Sutherland and Maplethorpe made initial appearances via Zoom from the Nez Perce County jail Tuesday before Magistrate Judge Karin Seubert. Sutherland was charged with three felony counts of possession of a controlled substance with a persistent violator enhancement that could carry a sentence of life in prison if she is convicted. Maplethorpe was charged with a single felony count of grand theft, which carries a maximum sentence of 14 years in prison and a $5,000 fine.

Seubert set bond at $15,000 for each defendant and appointed public defenders to represent them in court. She set a Sept. 8 preliminary hearing for Sutherland and a Sept. 1 preliminary hearing for Maplethorpe.

According to police, the alleged fentanyl pills the officers recovered from Maplethorpe's vehicle, in which Sutherland was a passenger, matched the description of the "Mexican Oxy, Blues, or Blueberry" pills the Nez Perce Tribe recently declared a "public threat crisis." According to a post on the tribe's Facebook page, tribal police have recently seen a dramatic increase of fentanyl overdoses.

Officers on the reservation have had to administer multiple doses of the anti-overdose medication naloxone to revive people who have overdosed on the pills, according to the post.

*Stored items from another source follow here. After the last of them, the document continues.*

//! Foundation types for ovl.
//!
//! Every other ovl crate depends on `ovl-types`. It deliberately stays small:
//! the only shared vocabulary across the store, the refs and the merge engine
//! is the content-addressed [`ObjectId`].
//!
//! # Key Types
//!
//! - [`ObjectId`] — Content-addressed identifier (BLAKE3 hash) of a blob, tree or commit
//! - [`TypeError`] — Parse failures for identifiers

pub mod error;
pub mod object;

pub use error::TypeError;
pub use object::ObjectId;
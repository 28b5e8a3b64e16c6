//! The [`RefStore`] trait defining the reference storage interface.
//!
//! Any backend (in-memory, filesystem) implements this trait to provide
//! branch management.

use crate::error::Result;
use crate::types::{Ref, HEADS_PREFIX};

/// Storage backend for named references.
///
/// Implementations must be thread-safe (`Send + Sync`) and provide atomic
/// read/write operations on individual refs: a reader sees either the old or
/// the new target, never a torn value. Canonical names follow the
/// `refs/heads/*` layout.
pub trait RefStore: Send + Sync {
    /// Read a ref by its canonical name (e.g. "refs/heads/main").
    ///
    /// Returns `Ok(None)` if the ref does not exist.
    fn read_ref(&self, name: &str) -> Result<Option<Ref>>;

    /// Write (create or update) a ref at the given canonical name.
    fn write_ref(&self, name: &str, reference: &Ref) -> Result<()>;

    /// List all refs whose canonical name starts with `prefix`, sorted by name.
    fn list_refs(&self, prefix: &str) -> Result<Vec<(String, Ref)>>;

    /// List all branch refs.
    fn branches(&self) -> Result<Vec<(String, Ref)>> {
        self.list_refs(HEADS_PREFIX)
    }
}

"These pills are manufactured by Mexican cartels and transported into the United States," Lt. Daniel Taylor of the department's Criminal Investigation Division wrote in the post. "They are pressed pills with markings designed to mimic those of the legitimate prescription oxycodone hydrochloride 30 mg tablets, but instead of containing oxycodone hydrochloride these pills contain fentanyl."

Fentanyl is an opioid drug 100 times stronger than morphine that has contributed to thousands of overdoses and overdose deaths around the country over the last several years. According to Taylor, each pill can have a street value of $20, making their manufacture and distribution a lucrative illicit business. They are manufactured in clandestine laboratories with no quality control, so each pill can contain wildly varying dosages of the drug.

Taylor offered specific warnings about how to recognize the pills, and signs of their abuse. They can be swallowed, snorted or injected. But tribal police have discovered that smoking the vapors from melted pills has become an increasingly popular method of use, with detectives speaking to people who have smoked up to 20 pills per day. Smoking results in a rapid onset of effects, which encourages continued use and increases the risk of addiction, Taylor wrote.

Those who find a crushed, light-blue powder folded into a small paper envelope, plastic baggie or other small container should not touch it, smell it or cause the powder to become airborne to avoid accidental exposure, Taylor recommended. The substance should be left in place and police notified. Those with questions may call him at (208) 621-3653 or (208) 621-3619.

According to Lewiston police, investigators were able to identify a suspect vehicle in the catalytic converter theft via the use of surveillance video around the shop where the bus had been taken for maintenance. They located the 2020 Kia Optima with a yellow New York license plate around 7 p.m. Monday and established probable cause to seize the vehicle and apply for a search warrant, according to police.

Tools and evidence were allegedly found inside the vehicle, including four catalytic converters. Officers also allegedly located the 200 fentanyl pills inside the vehicle. During subsequent contact with Sutherland and Maplethorpe at their Lewiston motel room, police allegedly located 1.2 grams of heroin, 10.4 grams of methamphetamine and 38 more fentanyl pills.